In a paper published in JAMA, Paynter et al. have conducted a literature-based selection of genetic markers associated with either cardiovascular disease or intermediate phenotypes (e.g. blood pressure, cholesterol) in order to construct two genetic risk scores [Paynter et al. (2010) JAMA 303(7):631-7]. The genetic markers were selected using the online catalogue from the NHGRI of GWA studies published between 2005 and 2009. 101 SNPs were used in the construction of the primary genetic risk score. The second score, limited to SNPs with a published association with incident cardiovascular disease, included 12 SNPs after pruning.
The predictive ability of these scores was tested using data available from the Women’s Genome Health Study (WGHS), an ongoing project to identify genetic variations in women underlying a range of serious illnesses, including heart disease, stroke, diabetes, breast cancer and osteoporosis. The study is surveying genetic differences among 28,000 initially healthy American women who have been tracked for more than a decade for the development of many common health disorders.
Information from a total of 19 313 participants was analysed after limiting for those of Caucasian background (to avoid population stratification) for whom complete data were available for both the traditional risk factors and for the genetic risk scores. In addition to assessing the predictive ability of genetic information alone, the authors also assessed the predictive ability of this information in combination with known cardiovascular disease risk factors and compared genetic information to information reported on family history.
Both genetic risk scores were associated with increased risk after adjustment for age, but when used alone neither had the ability to discriminate between those who were at increased risk and those who were not. In addition, neither genetic score remained associated with incident cardiovascular disease after adjustment for traditional risk factors whereas family history did. The authors state “Our study finds no clinical utility in a multi locus panel of SNPs for cardiovascular risk based on the best available literature”.

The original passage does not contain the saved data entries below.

//! Store layer: appends result rows to the shared spreadsheet.
//!
//! [`WorksheetClient`] is the narrow interface consumed from the remote
//! spreadsheet service (open by name, read values, append, format).
//! [`StoreAdapter`] drives it for one submission: append the row, then
//! center-align the whole used range.
//!
//! Two clients are provided: [`GoogleSheetsClient`] for the real service and
//! [`MemoryWorksheetClient`] for local runs and tests.

pub mod credentials;
pub mod error;
pub mod google;
pub mod memory;

use std::fmt;
use std::future::Future;
use std::pin::Pin;
use std::sync::Arc;

use serde::{Deserialize, Serialize};
use utoipa::ToSchema;

use crate::domain::{CellValue, ResultRecord};

pub use credentials::{AccessToken, CredentialSource, ServiceAccountKey};
pub use error::StoreError;
pub use google::{GoogleEndpoints, GoogleSheetsClient};
pub use memory::MemoryWorksheetClient;

/// Boxed future returned by [`WorksheetClient`] methods.
pub type StoreFuture<'a, T> = Pin<Box<dyn Future<Output = Result<T, StoreError>> + Send + 'a>>;

/// An opened worksheet: the first sheet of a spreadsheet found by title.
#[derive(Debug, Clone)]
pub struct Worksheet {
    /// Remote spreadsheet identifier.
    pub spreadsheet_id: String,
    /// Numeric identifier of the worksheet inside the spreadsheet.
    pub sheet_id: i64,
    /// Worksheet tab title.
    pub title: String,
    /// Credential the worksheet was opened with.
    pub token: AccessToken,
}

/// Horizontal alignment applied by [`WorksheetClient::format_range`].
#[derive(Debug, Clone, Copy, PartialEq, Eq, Serialize, Deserialize)]
#[serde(rename_all = "SCREAMING_SNAKE_CASE")]
pub enum HorizontalAlignment {
    /// Flush left.
    Left,
    /// Centered.
    Center,
    /// Flush right.
    Right,
}

impl HorizontalAlignment {
    /// Value understood by the Sheets API.
    #[must_use]
    pub const fn as_api_str(self) -> &'static str {
        match self {
            Self::Left => "LEFT",
            Self::Center => "CENTER",
            Self::Right => "RIGHT",
        }
    }
}

/// Rectangle anchored at `A1` covering `rows` × `columns` cells.
#[derive(Debug, Clone, Copy, PartialEq, Eq)]
pub struct CellRange {
    rows: usize,
    columns: usize,
}

impl CellRange {
    /// Range covering the used area, or `None` when either side is zero.
    #[must_use]
    pub const fn covering(rows: usize, columns: usize) -> Option<Self> {
        if rows == 0 || columns == 0 {
            None
        } else {
            Some(Self { rows, columns })
        }
    }

    /// Number of rows covered.
    #[must_use]
    pub const fn rows(&self) -> usize {
        self.rows
    }

    /// Number of columns covered.
    #[must_use]
    pub const fn columns(&self) -> usize {
        self.columns
    }

    /// A1 notation, e.g. `A1:N12`.
    #[must_use]
    pub fn to_a1(&self) -> String {
        format!("A1:{}{}", column_letters(self.columns), self.rows)
    }
}

impl fmt::Display for CellRange {
    fn fmt(&self, f: &mut fmt::Formatter<'_>) -> fmt::Result {
        f.write_str(&self.to_a1())
    }
}

/// Spreadsheet column name of the 1-based column `index` (`1` → `A`,
/// `27` → `AA`). Returns an empty string for `0`.
#[must_use]
pub fn column_letters(index: usize) -> String {
    let mut letters = Vec::new();
    let mut n = index;
    while n > 0 {
        let rem = (n - 1) % 26;
        // rem < 26
        #[allow(clippy::cast_possible_truncation)]
        letters.push(char::from(b'A' + rem as u8));
        n = (n - 1) / 26;
    }
    letters.iter().rev().collect()
}

/// Remote tabular store operations needed to append and format a row.
pub trait WorksheetClient: Send + Sync + fmt::Debug {
    /// Authenticates and opens the first worksheet of the spreadsheet titled
    /// `title`.
    fn open_by_name<'a>(&'a self, title: &'a str) -> StoreFuture<'a, Worksheet>;

    /// Every populated row, as displayed text.
    fn read_all_values<'a>(&'a self, sheet: &'a Worksheet) -> StoreFuture<'a, Vec<Vec<String>>>;

    /// The first row, as displayed text.
    fn read_header_row<'a>(&'a self, sheet: &'a Worksheet) -> StoreFuture<'a, Vec<String>>;

    /// Appends `row` after the last populated row.
    fn append_row<'a>(&'a self, sheet: &'a Worksheet, row: &'a [CellValue]) -> StoreFuture<'a, ()>;

    /// Sets the horizontal alignment of every cell in `range`.
    fn format_range<'a>(
        &'a self,
        sheet: &'a Worksheet,
        range: CellRange,
        alignment: HorizontalAlignment,
    ) -> StoreFuture<'a, ()>;
}

/// What an append left behind in the sheet.
#[derive(Debug, Clone, PartialEq, Eq, Serialize, ToSchema)]
pub struct AppendReceipt {
    /// Populated rows after the append, header included.
    pub total_rows: usize,
    /// Range that was center-aligned, in A1 notation.
    #[serde(skip_serializing_if = "Option::is_none")]
    pub formatted_range: Option<String>,
}

/// Appends result records to the spreadsheet named at construction.
#[derive(Debug, Clone)]
pub struct StoreAdapter {
    client: Arc<dyn WorksheetClient>,
    spreadsheet_title: String,
}

impl StoreAdapter {
    /// Creates an adapter writing to the spreadsheet titled
    /// `spreadsheet_title` through `client`.
    #[must_use]
    pub fn new(client: Arc<dyn WorksheetClient>, spreadsheet_title: impl Into<String>) -> Self {
        Self {
            client,
            spreadsheet_title: spreadsheet_title.into(),
        }
    }

    /// Title of the target spreadsheet.
    #[must_use]
    pub fn spreadsheet_title(&self) -> &str {
        &self.spreadsheet_title
    }

    /// Appends `record` as a new trailing row, then center-aligns the range
    /// spanning every populated row and the header's columns.
    ///
    /// # Errors
    ///
    /// Returns a [`StoreError`] on the first failing step. A failure after the
    /// append leaves the row in place; nothing is rolled back.
    pub async fn append(&self, record: &ResultRecord) -> Result<AppendReceipt, StoreError> {
        let sheet = self.client.open_by_name(&self.spreadsheet_title).await?;
        let row = record.to_row();
        self.client.append_row(&sheet, &row).await?;

        let total_rows = self.client.read_all_values(&sheet).await?.len();
        let columns = self.client.read_header_row(&sheet).await?.len();

        let formatted_range = match CellRange::covering(total_rows, columns) {
            Some(range) => {
                self.client
                    .format_range(&sheet, range, HorizontalAlignment::Center)
                    .await?;
                Some(range.to_a1())
            }
            None => {
                tracing::warn!(
                    spreadsheet = %self.spreadsheet_title,
                    total_rows,
                    columns,
                    "sheet has no header row; skipping alignment"
                );
                None
            }
        };

        tracing::info!(
            spreadsheet = %self.spreadsheet_title,
            worksheet = %sheet.title,
            total_rows,
            "result row appended"
        );
        Ok(AppendReceipt {
            total_rows,
            formatted_range,
        })
    }
}

#[cfg(test)]
#[allow(clippy::panic)]
mod tests {
    use super::*;
    use crate::domain::{BlockForm, EventBlock, PersonalInfo, normalize};
    use chrono::NaiveDate;

    fn record(coach: &str) -> ResultRecord {
        let Some(at) = NaiveDate::from_ymd_opt(2025, 5, 1).and_then(|d| d.and_hms_opt(10, 0, 0))
        else {
            panic!("valid timestamp");
        };
        let personal = PersonalInfo {
            coach_name: coach.to_string(),
            ..PersonalInfo::default()
        };
        let form = BlockForm::new(EventBlock::National, at.date());
        normalize(&personal, &form, &["Ana".to_string()], at)
    }

    #[test]
    fn column_letters_use_bijective_base_26() {
        assert_eq!(column_letters(0), "");
        assert_eq!(column_letters(1), "A");
        assert_eq!(column_letters(14), "N");
        assert_eq!(column_letters(26), "Z");
        assert_eq!(column_letters(27), "AA");
        assert_eq!(column_letters(52), "AZ");
        assert_eq!(column_letters(53), "BA");
        assert_eq!(column_letters(702), "ZZ");
        assert_eq!(column_letters(703), "AAA");
    }

    #[test]
    fn range_requires_a_used_area() {
        assert!(CellRange::covering(0, 14).is_none());
        assert!(CellRange::covering(3, 0).is_none());
        assert_eq!(
            CellRange::covering(10, 14).map(|r| r.to_a1()),
            Some("A1:N10".to_string())
        );
    }

    #[tokio::test]
    async fn append_writes_row_and_centers_used_range() {
        let client = Arc::new(MemoryWorksheetClient::with_header("results"));
        let adapter = StoreAdapter::new(Arc::clone(&client) as Arc<dyn WorksheetClient>, "results");

        let first = adapter.append(&record("Marta")).await;
        let second = adapter.append(&record("Jorge")).await;
        let (Ok(first), Ok(second)) = (first, second) else {
            panic!("appends should succeed");
        };

        assert_eq!(first.total_rows, 2);
        assert_eq!(second.total_rows, 3);
        assert_eq!(second.formatted_range.as_deref(), Some("A1:N3"));

        let rows = client.rows().await;
        assert_eq!(rows.len(), 3);
        assert_eq!(
            rows.last().and_then(|r| r.get(1)),
            Some(&CellValue::from("Jorge"))
        );

        let formats = client.formatted_ranges().await;
        assert_eq!(
            formats.last(),
            Some(&("A1:N3".to_string(), HorizontalAlignment::Center))
        );
    }

    #[tokio::test]
    async fn append_to_unknown_spreadsheet_fails() {
        let client = Arc::new(MemoryWorksheetClient::with_header("results"));
        let adapter = StoreAdapter::new(Arc::clone(&client) as Arc<dyn WorksheetClient>, "other");

        let result = adapter.append(&record("Marta")).await;
        assert!(matches!(result, Err(StoreError::SpreadsheetNotFound(t)) if t == "other"));
        assert_eq!(client.rows().await.len(), 1);
    }

    #[tokio::test]
    async fn first_row_of_empty_sheet_sets_range_width() {
        let client = Arc::new(MemoryWorksheetClient::new("results"));
        let adapter = StoreAdapter::new(Arc::clone(&client) as Arc<dyn WorksheetClient>, "results");

        let Ok(receipt) = adapter.append(&record("Marta")).await else {
            panic!("append should succeed");
        };
        assert_eq!(receipt.total_rows, 1);
        assert_eq!(receipt.formatted_range.as_deref(), Some("A1:N1"));
    }
}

Comment: It has been widely suggested that findings from GWAs could be combined with population data in order to produce estimates of absolute risk for numerous common complex diseases (see previous news). This information could be used to stratify populations into risk categories in order to better target preventative interventions such as screening (see previous news). In addition to associations between genetic factors and risk, knowledge about the mechanisms by which these factors contribute to risk is also needed both for better stratification and, more importantly, for the development of novel treatments. The recent PHG Foundation report Predicting the risk of coronary heart disease with conventional, genetic and novel molecular biomarkers concluded that statistical considerations coupled with available empirical studies make it unlikely that the associations are strong enough to have an important general influence on the discriminatory ability of risk models at present.